PORT MORESBY, Papua New Guinea — Pope Francis arrived in Papua New Guinea on Friday for the second leg of his four-nation trip through Southeast Asia and Oceania, becoming the second pope to visit the poor, strategically important South Pacific nation.
A cannon salute and marching band greeted the 87-year-old pope on the tarmac of the Port Moresby airport as he arrived after a six-hour flight from Jakarta, Indonesia. During the brief welcome ceremony, the pope momentarily lost his balance while maneuvering from his wheelchair to a chair, but his security guards steadied him.

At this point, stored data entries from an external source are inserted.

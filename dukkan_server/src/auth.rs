//! Access tokens and the admin guard.
//!
//! Tokens are compact signed strings: `base64url(claims JSON) . hex(HMAC-SHA256(payload))`, signed with the
//! `DKN_TOKEN_SECRET` key and carrying an expiry. Staff endpoints accept either a bearer token with the admin claim
//! or the static `x-api-key` header, so service-to-service calls don't need a token exchange.
use std::future::{ready, Ready};

use actix_web::{web, FromRequest, HttpRequest};
use chrono::{DateTime, Duration, Utc};
use dukkan_common::Secret;
use log::*;
use serde::{Deserialize, Serialize};

use crate::{
    config::AuthConfig,
    errors::{AuthError, ServerError},
    helpers::calculate_hmac,
};

#[derive(Debug, Clone, Serialize, Deserialize)]
pub struct AccessClaims {
    /// The user id the token was issued to.
    pub sub: String,
    pub admin: bool,
    pub exp: DateTime<Utc>,
}

#[derive(Clone)]
pub struct TokenIssuer {
    secret: Secret<String>,
    lifetime: Duration,
}

impl TokenIssuer {
    pub fn new(config: &AuthConfig) -> Self {
        Self { secret: config.token_secret.clone(), lifetime: config.token_lifetime }
    }

    pub fn issue(&self, sub: &str, admin: bool) -> Result<String, ServerError> {
        let claims = AccessClaims { sub: sub.to_string(), admin, exp: Utc::now() + self.lifetime };
        let json = serde_json::to_vec(&claims)
            .map_err(|e| ServerError::Unspecified(format!("Could not serialize access claims: {e}")))?;
        let payload = base64::encode_config(json, base64::URL_SAFE_NO_PAD);
        let signature = calculate_hmac(self.secret.reveal(), payload.as_bytes());
        Ok(format!("{payload}.{signature}"))
    }

    pub fn validate(&self, token: &str) -> Result<AccessClaims, AuthError> {
        let (payload, signature) = token
            .split_once('.')
            .ok_or_else(|| AuthError::PoorlyFormattedToken("missing signature separator".to_string()))?;
        let expected = calculate_hmac(self.secret.reveal(), payload.as_bytes());
        if signature != expected {
            return Err(AuthError::ValidationError("signature mismatch".to_string()));
        }
        let json = base64::decode_config(payload, base64::URL_SAFE_NO_PAD)
            .map_err(|e| AuthError::PoorlyFormattedToken(e.to_string()))?;
        let claims: AccessClaims =
            serde_json::from_slice(&json).map_err(|e| AuthError::PoorlyFormattedToken(e.to_string()))?;
        if claims.exp < Utc::now() {
            return Err(AuthError::ValidationError("token has expired".to_string()));
        }
        Ok(claims)
    }
}

/// Everything the admin guard needs, registered as app data in `server.rs`.
#[derive(Clone)]
pub struct AuthState {
    pub api_key: Option<Secret<String>>,
    pub issuer: TokenIssuer,
}

impl AuthState {
    pub fn new(config: &AuthConfig) -> Self {
        Self { api_key: config.api_key.clone(), issuer: TokenIssuer::new(config) }
    }
}

/// Extractor that only succeeds for staff credentials. Handlers taking an `AdminClaims` parameter are admin-gated.
#[derive(Debug, Clone)]
pub struct AdminClaims {
    pub sub: String,
}

impl FromRequest for AdminClaims {
    type Error = ServerError;
    type Future = Ready<Result<Self, Self::Error>>;

    fn from_request(req: &HttpRequest, _payload: &mut actix_web::dev::Payload) -> Self::Future {
        ready(require_admin(req))
    }
}

/// The admin check behind the [`AdminClaims`] extractor, callable directly for conditionally-gated handlers.
pub fn require_admin(req: &HttpRequest) -> Result<AdminClaims, ServerError> {
    let state = req
        .app_data::<web::Data<AuthState>>()
        .ok_or_else(|| ServerError::ConfigurationError("Authentication state is not registered".to_string()))?;
    if let Some(key) = req.headers().get("x-api-key").and_then(|v| v.to_str().ok()) {
        return match &state.api_key {
            Some(expected) if key == expected.reveal() => Ok(AdminClaims { sub: "api-key".to_string() }),
            _ => {
                warn!("💻️ Rejected request with an invalid x-api-key");
                Err(AuthError::ValidationError("invalid api key".to_string()).into())
            },
        };
    }
    let bearer = req
        .headers()
        .get("authorization")
        .and_then(|v| v.to_str().ok())
        .and_then(|v| v.strip_prefix("Bearer "))
        .ok_or(AuthError::MissingCredentials)?;
    let claims = state.issuer.validate(bearer)?;
    if !claims.admin {
        return Err(AuthError::InsufficientPermissions("admin claim required".to_string()).into());
    }
    Ok(AdminClaims { sub: claims.sub })
}
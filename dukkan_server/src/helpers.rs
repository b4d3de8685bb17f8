use hmac::{Hmac, Mac};
use sha2::Sha256;

/// HMAC-SHA256 of `data` under `secret`, as a lowercase hex string. This is the signature format the payment provider
/// sends in its webhook header, and the one our access tokens carry.
pub fn calculate_hmac(secret: &str, data: &[u8]) -> String {
    let mut mac = Hmac::<Sha256>::new_from_slice(secret.as_bytes()).expect("HMAC accepts keys of any length");
    mac.update(data);
    let result = mac.finalize().into_bytes();
    result.iter().map(|b| format!("{b:02x}")).collect()
}

#[cfg(test)]
mod test {
    use super::calculate_hmac;

    #[test]
    fn known_hmac_vector() {
        // RFC 4231 test case 2.
        let hmac = calculate_hmac("Jefe", b"what do ya want for nothing?");
        assert_eq!(hmac, "5bdcc146bf60754e6a042426089575c75a003f089d2739839dec58b964ec3843");
    }

    #[test]
    fn different_secrets_give_different_signatures() {
        let body = br#"{"reference":"ORDER-42","status":"paid"}"#;
        assert_ne!(calculate_hmac("secret-a", body), calculate_hmac("secret-b", body));
    }
}
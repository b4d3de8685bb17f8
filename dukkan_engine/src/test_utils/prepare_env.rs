use dukkan_common::Money;
use log::*;
use sqlx::{migrate::MigrateDatabase, Sqlite};

use crate::{db_types::Product, sqlite::db::products, traits::LedgerError, SqliteDatabase};

/// Creates a fresh database at `url` (dropping any leftover from a previous run) and runs the migrations on it.
pub async fn prepare_test_env(url: &str) -> SqliteDatabase {
    dotenvy::from_filename(".env.test").ok();
    let _ = env_logger::try_init();
    debug!("🚀️ Logging initialised");
    create_database(url).await;
    let db = SqliteDatabase::new_with_url(url, 5).await.expect("Error creating connection to database");
    db.migrate().await.expect("Error running DB migrations");
    info!("🚀️ Migrations complete");
    db
}

pub fn random_db_path() -> String {
    let dir = std::env::temp_dir();
    format!("sqlite://{}/dukkan_test_{}.db", dir.display(), rand::random::<u64>())
}

pub async fn create_database(url: &str) {
    if let Err(e) = Sqlite::drop_database(url).await {
        warn!("Error dropping database {url}: {e:?}");
    }
    Sqlite::create_database(url).await.expect("Error creating database");
    info!("Created Sqlite database {url}");
}

/// Seeds a catalog entry so cart tests have something to add.
pub async fn seed_product(db: &SqliteDatabase, id: i64, name: &str, price: Money) -> Result<Product, LedgerError> {
    let mut tx = db.pool().begin().await?;
    let product = products::upsert_product(id, name, price, &mut tx).await?;
    tx.commit().await?;
    Ok(product)
}
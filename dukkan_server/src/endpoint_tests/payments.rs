use actix_web::{http::StatusCode, test::TestRequest};
use dukkan_engine::{
    db_types::{Order, OrderStatus},
    LedgerStore,
    OrderLedgerApi,
    SqliteDatabase,
};
use serde_json::json;

use super::helpers::{get, post, post_as_admin, post_signed, request, test_db, TEST_API_KEY, TEST_WEBHOOK_SECRET};

/// A checked-out order for `user` with one unit of product 7, created straight through the engine.
async fn checked_out_order(db: &SqliteDatabase, user: &str) -> Order {
    let ledger = OrderLedgerApi::new(db.clone());
    ledger.add_item(user, 7, 1).await.unwrap();
    ledger.checkout(user).await.unwrap()
}

#[actix_web::test]
async fn proof_upload_records_a_pending_payment() {
    let _ = env_logger::try_init();
    let db = test_db().await;
    let order = checked_out_order(&db, "alice").await;

    let body = json!({
        "method": "bank_transfer",
        "proofBase64": base64::encode(b"fake slip"),
    });
    let (status, body) = post(&format!("/orders/{}/upload-proof", order.id), body, db.clone()).await;
    assert_eq!(status, StatusCode::OK);
    let response: serde_json::Value = serde_json::from_str(&body).unwrap();
    assert_eq!(response["status"], "pending_payment");
    assert_eq!(response["payment"]["status"], "pending");
    assert_eq!(response["payment"]["amount"], 1000);
    assert!(response["payment"]["proofUrl"].as_str().unwrap().starts_with("/uploads/"));
}

#[actix_web::test]
async fn proof_upload_for_an_unknown_order_is_a_404() {
    let _ = env_logger::try_init();
    let db = test_db().await;
    let (status, _) = post("/orders/999/upload-proof", json!({"method": "cash"}), db).await;
    assert_eq!(status, StatusCode::NOT_FOUND);
}

#[actix_web::test]
async fn confirm_without_a_credential_is_a_401_and_mutates_nothing() {
    let _ = env_logger::try_init();
    let db = test_db().await;
    let order = checked_out_order(&db, "bob").await;
    post(&format!("/orders/{}/upload-proof", order.id), json!({"method": "cash"}), db.clone()).await;

    let (status, _) = post(&format!("/admin/orders/{}/confirm-payment", order.id), json!({}), db.clone()).await;
    assert_eq!(status, StatusCode::UNAUTHORIZED);
    let order = db.fetch_order(order.id).await.unwrap().unwrap();
    assert_eq!(order.status, OrderStatus::PendingPayment);
}

#[actix_web::test]
async fn confirm_with_the_api_key_settles_the_order() {
    let _ = env_logger::try_init();
    let db = test_db().await;
    let order = checked_out_order(&db, "carol").await;
    post(&format!("/orders/{}/upload-proof", order.id), json!({"method": "kuraimi"}), db.clone()).await;

    let (status, body) =
        post_as_admin(&format!("/admin/orders/{}/confirm-payment", order.id), json!({}), db.clone()).await;
    assert_eq!(status, StatusCode::OK);
    let response: serde_json::Value = serde_json::from_str(&body).unwrap();
    assert_eq!(response["status"], "paid");
    let order = db.fetch_order(order.id).await.unwrap().unwrap();
    assert_eq!(order.status, OrderStatus::Paid);
}

#[actix_web::test]
async fn confirm_with_an_admin_bearer_token_works_too() {
    let _ = env_logger::try_init();
    let db = test_db().await;
    let order = checked_out_order(&db, "dave").await;
    post(&format!("/orders/{}/upload-proof", order.id), json!({"method": "card"}), db.clone()).await;

    let (status, body) =
        post("/auth/token", json!({"userId": "staff-1", "apiKey": TEST_API_KEY}), db.clone()).await;
    assert_eq!(status, StatusCode::OK);
    let response: serde_json::Value = serde_json::from_str(&body).unwrap();
    assert_eq!(response["admin"], true);
    let token = response["token"].as_str().unwrap().to_string();

    let req = TestRequest::post()
        .uri(&format!("/admin/orders/{}/confirm-payment", order.id))
        .insert_header(("authorization", format!("Bearer {token}")))
        .set_json(json!({}))
        .to_request();
    let (status, _) = request(req, db).await;
    assert_eq!(status, StatusCode::OK);
}

#[actix_web::test]
async fn tokens_without_the_api_key_are_not_admin() {
    let _ = env_logger::try_init();
    let db = test_db().await;
    let (status, body) = post("/auth/token", json!({"userId": "u-1"}), db.clone()).await;
    assert_eq!(status, StatusCode::OK);
    let response: serde_json::Value = serde_json::from_str(&body).unwrap();
    assert_eq!(response["admin"], false);
    let token = response["token"].as_str().unwrap().to_string();

    let req = TestRequest::post()
        .uri("/notifications/mark-all-read")
        .insert_header(("authorization", format!("Bearer {token}")))
        .set_json(json!({}))
        .to_request();
    let (status, _) = request(req, db).await;
    assert_eq!(status, StatusCode::FORBIDDEN);
}

#[actix_web::test]
async fn unsigned_webhooks_never_reach_the_handler() {
    let _ = env_logger::try_init();
    let db = test_db().await;
    let order = checked_out_order(&db, "erin").await;
    let body = json!({"reference": format!("ORDER-{}", order.id), "status": "paid"});

    // No signature header at all.
    let (status, _) = post("/webhooks/kuraimi", body.clone(), db.clone()).await;
    assert_eq!(status, StatusCode::UNAUTHORIZED);

    // Signed under the wrong key.
    let (status, _) = post_signed("/webhooks/kuraimi", &body, "wrong-secret", db.clone()).await;
    assert_eq!(status, StatusCode::UNAUTHORIZED);

    let order = db.fetch_order(order.id).await.unwrap().unwrap();
    assert_eq!(order.status, OrderStatus::PendingPayment);
}

#[actix_web::test]
async fn signed_webhook_settles_the_order() {
    let _ = env_logger::try_init();
    let db = test_db().await;
    let order = checked_out_order(&db, "frank").await;
    let body = json!({
        "reference": format!("ORDER-{}", order.id),
        "status": "paid",
        "providerReference": "TXN-900",
    });
    let (status, response) = post_signed("/webhooks/kuraimi", &body, TEST_WEBHOOK_SECRET, db.clone()).await;
    assert_eq!(status, StatusCode::OK);
    let response: serde_json::Value = serde_json::from_str(&response).unwrap();
    assert_eq!(response["received"], true);
    assert_eq!(response["inserted"], true);

    let order = db.fetch_order(order.id).await.unwrap().unwrap();
    assert_eq!(order.status, OrderStatus::Paid);
}

#[actix_web::test]
async fn signed_webhook_with_a_malformed_reference_is_a_400() {
    let _ = env_logger::try_init();
    let db = test_db().await;
    let body = json!({"reference": "ORDER-abc", "status": "paid"});
    let (status, _) = post_signed("/webhooks/kuraimi", &body, TEST_WEBHOOK_SECRET, db).await;
    assert_eq!(status, StatusCode::BAD_REQUEST);
}

#[actix_web::test]
async fn kuraimi_create_falls_back_to_manual_instructions() {
    let _ = env_logger::try_init();
    let db = test_db().await;
    let order = checked_out_order(&db, "grace").await;
    let (status, body) = post("/payments/kuraimi/create", json!({"orderId": order.id}), db).await;
    assert_eq!(status, StatusCode::OK);
    let response: serde_json::Value = serde_json::from_str(&body).unwrap();
    assert_eq!(response["reference"], format!("ORDER-{}", order.id));
    assert_eq!(response["amount"], 1000);
    assert!(response["instructions"].as_str().unwrap().contains("Kuraimi"));
}

#[actix_web::test]
async fn admin_notification_queries_require_a_credential() {
    let _ = env_logger::try_init();
    let db = test_db().await;
    let order = checked_out_order(&db, "heidi").await;
    post(&format!("/orders/{}/upload-proof", order.id), json!({"method": "cash"}), db.clone()).await;

    let (status, _) = get("/notifications?admin=1", db.clone()).await;
    assert_eq!(status, StatusCode::UNAUTHORIZED);

    let req = TestRequest::get()
        .uri("/notifications?admin=1&kind=payment_proof_uploaded")
        .insert_header(("x-api-key", TEST_API_KEY))
        .to_request();
    let (status, body) = request(req, db).await;
    assert_eq!(status, StatusCode::OK);
    let response: serde_json::Value = serde_json::from_str(&body).unwrap();
    assert_eq!(response["total"], 1);
}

While he was travelling, Indonesian police revealed they had detained seven people from the Java and Sumatra regions on suspicion of making threats on social media of staging suicide bombings during papal events and disrupting the pope's security protocol.
The spokesperson for the Indonesian police's elite counterterrorism squad, Aswin Siregar, described the threats as primarily a publicity-seeking exercise, but added that the investigation was continuing.
Francis' packed three-day Indonesia visit culminated with a jubilant Mass on Thursday afternoon before a crowd of 100,000 that filled two sports stadiums and overflowed into a parking lot.
''Don't tire of dreaming and of building a civilization of peace,'' Francis urged them in an ad-libbed homily. ''Be builders of hope. Be builders of peace.''
The Vatican had originally expected the Mass would draw some 60,000 people, and Indonesian authorities had predicted 80,000. But the Vatican spokesman quoted local organizers as saying more than 100,000 attended.
"I feel very lucky compared to other people who can't come here or even had the intention to come here," said Vienna Frances Florensius Basol, who came with her husband and a group of 40 people from Sabah, Malaysia, but couldn't get into the stadium.